School closures and remote learning are harmful and ineffective, as children remain at low risk for severe disease and schools are not major drivers of community outbreaks. Vaccines may limit severe disease, which is important for vulnerable individuals, but are less effective at preventing infection and transmission than immunity acquired by infection. Despite a lack of compelling evidence, many leaders continue mandating unproven and unnecessary restrictions on a COVID-fatigued population.

However, amidst these failures, one effective COVID-19 mitigation strategy stands out—improving indoor ventilation. It was known quite early in the pandemic that outdoor transmission of SARS-CoV-2 was rare, and that indoor transmission was frequently associated with crowded and poorly ventilated spaces (although this did not stopped leaders from cancelling outdoor events and mandating outdoor restrictions). Strategies to increasing ventilation have survived 20 months of failed efforts because strong evidence supports their continued development and utility.

Ventilation: The NPI That Works for Airborne Viruses

In commercial aircraft—one example of a highly ventilated indoor space—virus transmission has been low despite crowded conditions. This has been attributed to forced masking of passengers (unfortunately including children with disabilities). However, pressurized aircraft cabins experience 20-30 air changes per hour (ACH), meaning all of the air within a cabin will be filtered and replaced every 2-3 minutes. With this level of ventilation, the ability of a person to expose an individual to an infectious dose even in the next seat is quite limited. A classic example of a commercial aircraft outbreak was in 1977, where a single passenger with influenza infected 72 percent of other passengers on the flight. This extraordinary event required a complete failure of the ventilation system and a three-hour delay on the tarmac. If the ventilation system had been functional, the outbreak would have never happened.

To give an idea of how ventilation increases the time to infectious dose compared to cloth (typical) masking, below is a table created using model calculations created by Dr. Lisa Brosseau, an expert with over 30 years of experience in PPE and particle filtration:

Although this table was created to illustrate the potential for high-quality respirators to decrease time to infectious dose (for workers in high-risk situations), you can also see the advantages of increased ventilation. As ACH increases, the time to infectious dose increases much more significantly than with face coverings, with differences that can be measured in hours for ventilation compared to minutes for masking.

Increasing indoor ventilation is an effective strategy because airborne transmission is a significant route for SARS-CoV-2 spreadwhile surface transmission is not. Airborne virus may remain suspended in small aerosol particles for hours, rendering typical face coverings ineffective (and extended use of N95-type respirators is simply not practical). The 6-foot rule for social distancing, based early estimates of surface of large droplets, also becomes increasingly arbitrary in an airborne transmission scenario. These facts make adjustments to indoor ventilation an attractive strategy for building engineers seeking to decrease the risk of airborne virus transmission.

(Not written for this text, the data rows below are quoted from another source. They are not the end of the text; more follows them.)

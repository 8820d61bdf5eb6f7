use axum::extract::State;
use axum::{routing::get, Json, Router};
use serde::Serialize;

use crate::state::AppState;

/// Health check response payload.
#[derive(Serialize)]
pub struct HealthResponse {
    /// Overall service status.
    pub status: &'static str,
    /// Crate version from Cargo.toml.
    pub version: &'static str,
    /// Whether storage is reachable.
    pub db_healthy: bool,
}

/// GET /health -- returns service and storage health.
async fn health_check(State(state): State<AppState>) -> Json<HealthResponse> {
    let db_healthy = state.store.health_check().await.is_ok();

    let status = if db_healthy { "ok" } else { "degraded" };

    Json(HealthResponse {
        status,
        version: env!("CARGO_PKG_VERSION"),
        db_healthy,
    })
}

/// Mount health check routes (root level, NOT under `/api/v1`).
pub fn router() -> Router<AppState> {
    Router::new().route("/health", get(health_check))
}
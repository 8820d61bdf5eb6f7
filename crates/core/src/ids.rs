//! Entity ID and verification token generation.

use rand::Rng;
use uuid::Uuid;

/// Length of a rendered verification token (128 bits as lowercase hex).
pub const TOKEN_LENGTH: usize = 32;

/// Mint a new primary key.
///
/// UUIDv7 embeds a millisecond timestamp in its leading bits, so IDs created
/// later sort after earlier ones when compared as strings.
pub fn new_entity_id() -> String {
    Uuid::now_v7().to_string()
}

/// Generate a fresh verification token: 128 random bits from the
/// thread-local CSPRNG, rendered as [`TOKEN_LENGTH`] hex characters.
pub fn new_verification_token() -> String {
    let bits: u128 = rand::rng().random();
    format!("{bits:0width$x}", width = TOKEN_LENGTH)
}

/// Whether `token` has the shape produced by [`new_verification_token`].
pub fn is_well_formed_token(token: &str) -> bool {
    token.len() == TOKEN_LENGTH
        && token
            .bytes()
            .all(|b| b.is_ascii_digit() || (b'a'..=b'f').contains(&b))
}
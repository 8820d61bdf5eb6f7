/// Default alias domain when `ALIAS_DOMAIN` is not set.
const DEFAULT_ALIAS_DOMAIN: &str = "aliasme.ovh";

/// Default public base URL when `BASE_URL` is not set.
const DEFAULT_BASE_URL: &str = "http://localhost:3000";

/// Immutable configuration handed to [`crate::EmailService`] at construction.
#[derive(Debug, Clone)]
pub struct ServiceConfig {
    /// Domain every alias address is minted under (`prefix@alias_domain`).
    pub alias_domain: String,
    /// Public base URL used to build verification links.
    pub base_url: String,
}

impl ServiceConfig {
    /// Load configuration from environment variables with defaults.
    ///
    /// | Env Var        | Default                 |
    /// |----------------|-------------------------|
    /// | `ALIAS_DOMAIN` | `aliasme.ovh`           |
    /// | `BASE_URL`     | `http://localhost:3000` |
    pub fn from_env() -> Self {
        Self {
            alias_domain: std::env::var("ALIAS_DOMAIN")
                .unwrap_or_else(|_| DEFAULT_ALIAS_DOMAIN.into()),
            base_url: std::env::var("BASE_URL").unwrap_or_else(|_| DEFAULT_BASE_URL.into()),
        }
    }

    /// Link the user opens to verify an address.
    pub fn verification_link(&self, token: &str) -> String {
        format!("{}/verify?token={token}", self.base_url.trim_end_matches('/'))
    }
}
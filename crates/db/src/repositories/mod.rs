//! Repository layer.
//!
//! Each repository is a zero-sized struct providing async CRUD methods
//! that accept `&PgPool` as the first argument. Reads exclude soft-deleted
//! rows unless the method name says otherwise.

pub mod alias_repo;
pub mod email_repo;
pub mod user_repo;

pub use alias_repo::AliasRepo;
pub use email_repo::EmailRepo;
pub use user_repo::UserRepo;
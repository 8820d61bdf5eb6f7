/// Server configuration loaded from environment variables.
///
/// All fields have defaults suitable for local development.
#[derive(Debug, Clone)]
pub struct ServerConfig {
    /// Bind address (default: `0.0.0.0`).
    pub host: String,
    /// Bind port (default: `3000`).
    pub port: u16,
    /// Allowed CORS origins, parsed from comma-separated `CORS_ORIGINS` env var.
    pub cors_origins: Vec<String>,
    /// HTTP request timeout in seconds (default: `30`).
    pub request_timeout_secs: u64,
    /// How long in-flight requests may drain after a shutdown signal
    /// (default: `30`).
    pub shutdown_timeout_secs: u64,
}

impl ServerConfig {
    /// Load configuration from environment variables with defaults.
    ///
    /// | Env Var                | Default                    |
    /// |------------------------|----------------------------|
    /// | `HOST`                 | `0.0.0.0`                  |
    /// | `PORT`                 | `3000`                     |
    /// | `CORS_ORIGINS`         | `http://localhost:5173`    |
    /// | `REQUEST_TIMEOUT_SECS` | `30`                       |
    /// | `SHUTDOWN_TIMEOUT_SECS`| `30`                       |
    pub fn from_env() -> Self {
        let host = std::env::var("HOST").unwrap_or_else(|_| "0.0.0.0".into());

        let port: u16 = std::env::var("PORT")
            .unwrap_or_else(|_| "3000".into())
            .parse()
            .expect("PORT must be a valid u16");

        let cors_origins: Vec<String> = std::env::var("CORS_ORIGINS")
            .unwrap_or_else(|_| "http://localhost:5173".into())
            .split(',')
            .map(|s| s.trim().to_string())
            .filter(|s| !s.is_empty())
            .collect();

        let request_timeout_secs: u64 = std::env::var("REQUEST_TIMEOUT_SECS")
            .unwrap_or_else(|_| "30".into())
            .parse()
            .expect("REQUEST_TIMEOUT_SECS must be a valid u64");

        let shutdown_timeout_secs: u64 = std::env::var("SHUTDOWN_TIMEOUT_SECS")
            .unwrap_or_else(|_| "30".into())
            .parse()
            .expect("SHUTDOWN_TIMEOUT_SECS must be a valid u64");

        Self {
            host,
            port,
            cors_origins,
            request_timeout_secs,
            shutdown_timeout_secs,
        }
    }
}
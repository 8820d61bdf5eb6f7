//! Repository contract.
//!
//! Lookups return `Ok(None)` (or `Ok(false)` for soft-delete) when no live
//! row matches; the workflows turn that into [`crate::error::CoreError::NotFound`].
//! Every read filters out soft-deleted rows unless its name says
//! `include_deleted`. Unique constraints span soft-deleted rows, so a
//! deleted alias address cannot be reused.

use async_trait::async_trait;

use crate::models::{Alias, Email, User};

/// Storage-level failure.
#[derive(Debug, thiserror::Error)]
pub enum StoreError {
    /// A unique field collided with an existing row.
    #[error("unique constraint violated: {constraint}")]
    Conflict { constraint: String },

    /// Any other storage failure (connection, serialization, etc.).
    #[error("storage backend error: {0}")]
    Backend(String),
}

/// Unique constraint names shared by every store implementation.
pub mod constraints {
    pub const USERS_USERNAME: &str = "uq_users_username";
    pub const USERS_EMAIL: &str = "uq_users_email";
    pub const EMAILS_ADDRESS: &str = "uq_emails_address";
    pub const ALIASES_ALIAS_ADDRESS: &str = "uq_aliases_alias_address";
}

#[async_trait]
pub trait UserStore: Send + Sync {
    async fn create_user(&self, user: &User) -> Result<User, StoreError>;

    async fn find_user_by_id(&self, id: &str) -> Result<Option<User>, StoreError>;

    async fn find_user_by_email(&self, email: &str) -> Result<Option<User>, StoreError>;

    /// Overwrite a live user's mutable fields. `None` if no live row has this ID.
    async fn update_user(&self, user: &User) -> Result<Option<User>, StoreError>;

    async fn soft_delete_user(&self, id: &str) -> Result<bool, StoreError>;
}

#[async_trait]
pub trait EmailStore: Send + Sync {
    async fn create_email(&self, email: &Email) -> Result<Email, StoreError>;

    /// Find the unverified email whose token matches exactly.
    async fn find_pending_email_by_token(&self, token: &str)
        -> Result<Option<Email>, StoreError>;

    /// Find an email only if it has this ID, belongs to `user_id` and is verified.
    async fn find_verified_email(
        &self,
        id: &str,
        user_id: &str,
    ) -> Result<Option<Email>, StoreError>;

    async fn update_email(&self, email: &Email) -> Result<Option<Email>, StoreError>;

    async fn soft_delete_email(&self, id: &str) -> Result<bool, StoreError>;

    /// Live emails of a user, oldest first.
    async fn list_emails_for_user(&self, user_id: &str) -> Result<Vec<Email>, StoreError>;
}

#[async_trait]
pub trait AliasStore: Send + Sync {
    async fn create_alias(&self, alias: &Alias) -> Result<Alias, StoreError>;

    async fn find_alias_by_id(&self, id: &str) -> Result<Option<Alias>, StoreError>;

    /// Like [`AliasStore::find_alias_by_id`] but also returns tombstoned rows.
    async fn find_alias_by_id_include_deleted(
        &self,
        id: &str,
    ) -> Result<Option<Alias>, StoreError>;

    /// Any alias (live or tombstoned) holding `alias_address`.
    async fn find_alias_by_address_include_deleted(
        &self,
        alias_address: &str,
    ) -> Result<Option<Alias>, StoreError>;

    async fn update_alias(&self, alias: &Alias) -> Result<Option<Alias>, StoreError>;

    async fn soft_delete_alias(&self, id: &str) -> Result<bool, StoreError>;

    /// Live aliases of a user, oldest first.
    async fn list_aliases_for_user(&self, user_id: &str) -> Result<Vec<Alias>, StoreError>;
}

/// Full repository handle shared by the workflows.
#[async_trait]
pub trait Store: UserStore + EmailStore + AliasStore {
    /// Cheap round trip proving the backend is reachable.
    async fn health_check(&self) -> Result<(), StoreError>;
}
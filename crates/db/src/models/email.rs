//! Email row.

use aliasly_core::models::Email;
use aliasly_core::types::Timestamp;
use sqlx::FromRow;

/// Row from the `emails` table. `token` is NULL once verified.
#[derive(Debug, Clone, FromRow)]
pub struct EmailRow {
    pub id: String,
    pub user_id: String,
    pub address: String,
    pub verified: bool,
    pub token: Option<String>,
    pub created_at: Timestamp,
    pub updated_at: Timestamp,
    pub deleted_at: Option<Timestamp>,
}

impl From<EmailRow> for Email {
    fn from(row: EmailRow) -> Self {
        Email {
            id: row.id,
            user_id: row.user_id,
            address: row.address,
            verified: row.verified,
            token: row.token,
            created_at: row.created_at,
            updated_at: row.updated_at,
            deleted_at: row.deleted_at,
        }
    }
}
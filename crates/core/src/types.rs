/// Primary keys are UUIDv7 strings minted by [`crate::ids::new_entity_id`].
pub type EntityId = String;

/// All timestamps are UTC.
pub type Timestamp = chrono::DateTime<chrono::Utc>;
//! Request messages for the user and email services.
//!
//! These are the inputs of the RPC surface; the HTTP gateway deserializes
//! them straight from JSON bodies. Field rules are checked with `validator`
//! before any storage access.

use serde::Deserialize;
use validator::Validate;

#[derive(Debug, Clone, Deserialize, Validate)]
pub struct CreateUserRequest {
    #[validate(length(min = 1, message = "username must not be empty"))]
    pub username: String,
    #[validate(email(message = "email must be a valid address"))]
    pub email: String,
    #[validate(length(min = 1, message = "password must not be empty"))]
    pub password: String,
}

/// Profile changes. Absent fields are left untouched.
#[derive(Debug, Clone, Default, Deserialize, Validate)]
pub struct UpdateUserRequest {
    #[validate(length(min = 1, message = "username must not be empty"))]
    pub username: Option<String>,
    #[validate(email(message = "email must be a valid address"))]
    pub email: Option<String>,
}

#[derive(Debug, Clone, Deserialize, Validate)]
pub struct RegisterEmailRequest {
    #[validate(length(min = 1, message = "user_id must not be empty"))]
    pub user_id: String,
    #[validate(email(message = "email_address must be a valid address"))]
    pub email_address: String,
}

#[derive(Debug, Clone, Deserialize)]
pub struct VerifyEmailRequest {
    pub token: String,
}

#[derive(Debug, Clone, Deserialize, Validate)]
pub struct CreateAliasRequest {
    #[validate(length(min = 1, message = "user_id must not be empty"))]
    pub user_id: String,
    #[validate(length(min = 1, message = "email_id must not be empty"))]
    pub email_id: String,
    pub alias_prefix: String,
}

/// Alias changes. Absent fields are left untouched.
#[derive(Debug, Clone, Default, Deserialize, Validate)]
pub struct UpdateAliasRequest {
    #[validate(length(min = 1, message = "email_id must not be empty"))]
    pub email_id: Option<String>,
    pub alias_prefix: Option<String>,
}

There are many buildings where this strategy could make a big difference, such as assisted living facilitiesHospitals already incorporate these strategies to significant effect. Anywhere where vulnerable individuals congregate in significant numbers might consider ventilation strategies designed to minimize transmission of respiratory viruses.

A Sterile Air Pipe Dream

But, as with any mitigation strategy, what can be done can also be overdone (this might be an unofficial motto of the U.S. pandemic response). In September, the Atlantic published an article titled “The Plan to Stop Every Respiratory Virus at Once.”

The article begins by outlining the historical advances in sanitation and purification of drinking water in ending cholera outbreaks and measures targeting mosquitos and mosquito-breeding habitats that minimized threats from yellow fever and malaria. The author then compares these efforts to a lack of concern for building ventilation, an issue highlighted by the COVID-19 pandemic and high levels of transmission in crowded and poorly ventilated spaces, and applies the same logic: “We don’t drink contaminated water. Why do we tolerate breathing contaminated air?”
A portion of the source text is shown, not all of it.